- [Exercise brief]: Count the lines below containing "Some". Number only.

- [Task inputs]:
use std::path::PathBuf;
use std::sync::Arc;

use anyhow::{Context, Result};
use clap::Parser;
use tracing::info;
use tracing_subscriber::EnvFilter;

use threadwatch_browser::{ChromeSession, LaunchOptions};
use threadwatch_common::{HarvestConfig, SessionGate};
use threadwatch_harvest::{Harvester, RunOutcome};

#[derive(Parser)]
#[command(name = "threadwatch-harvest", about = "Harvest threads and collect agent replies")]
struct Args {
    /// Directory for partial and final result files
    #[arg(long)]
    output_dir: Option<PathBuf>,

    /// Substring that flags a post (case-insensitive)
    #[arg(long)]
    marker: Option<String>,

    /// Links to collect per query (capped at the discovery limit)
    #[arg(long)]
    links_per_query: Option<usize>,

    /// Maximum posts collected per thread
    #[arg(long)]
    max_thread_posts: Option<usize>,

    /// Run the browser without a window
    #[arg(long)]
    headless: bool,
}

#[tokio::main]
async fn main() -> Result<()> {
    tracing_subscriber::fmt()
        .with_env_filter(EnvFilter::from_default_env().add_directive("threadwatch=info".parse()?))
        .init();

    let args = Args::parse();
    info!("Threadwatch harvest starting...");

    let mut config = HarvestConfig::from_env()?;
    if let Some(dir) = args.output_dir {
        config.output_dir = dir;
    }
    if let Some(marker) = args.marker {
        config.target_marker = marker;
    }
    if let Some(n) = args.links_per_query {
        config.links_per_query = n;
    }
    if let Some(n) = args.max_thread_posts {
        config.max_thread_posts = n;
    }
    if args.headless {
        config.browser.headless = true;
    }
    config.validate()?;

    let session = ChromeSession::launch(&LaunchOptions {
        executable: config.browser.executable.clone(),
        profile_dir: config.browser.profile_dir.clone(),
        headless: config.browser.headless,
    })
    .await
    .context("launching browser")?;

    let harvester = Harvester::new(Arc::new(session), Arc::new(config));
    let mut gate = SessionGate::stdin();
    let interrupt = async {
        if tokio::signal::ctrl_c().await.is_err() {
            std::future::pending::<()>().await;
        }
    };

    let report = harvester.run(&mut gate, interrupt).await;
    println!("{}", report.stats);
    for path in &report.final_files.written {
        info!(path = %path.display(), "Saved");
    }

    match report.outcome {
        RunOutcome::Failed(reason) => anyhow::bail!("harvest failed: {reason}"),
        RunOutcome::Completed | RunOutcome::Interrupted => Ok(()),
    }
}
==
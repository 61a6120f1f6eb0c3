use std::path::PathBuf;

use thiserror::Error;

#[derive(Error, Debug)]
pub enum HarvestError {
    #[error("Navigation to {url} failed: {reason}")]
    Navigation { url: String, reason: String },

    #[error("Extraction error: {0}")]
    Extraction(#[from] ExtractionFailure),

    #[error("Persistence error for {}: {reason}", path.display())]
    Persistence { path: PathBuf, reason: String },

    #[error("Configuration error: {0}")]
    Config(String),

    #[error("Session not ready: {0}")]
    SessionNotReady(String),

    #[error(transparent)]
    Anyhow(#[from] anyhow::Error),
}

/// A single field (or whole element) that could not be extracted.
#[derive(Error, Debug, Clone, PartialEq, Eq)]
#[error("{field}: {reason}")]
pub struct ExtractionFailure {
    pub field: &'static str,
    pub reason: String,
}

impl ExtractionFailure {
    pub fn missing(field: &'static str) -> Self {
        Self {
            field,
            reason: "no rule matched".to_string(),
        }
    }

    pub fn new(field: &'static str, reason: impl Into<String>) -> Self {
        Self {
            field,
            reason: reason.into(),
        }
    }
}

- [Response area]: 4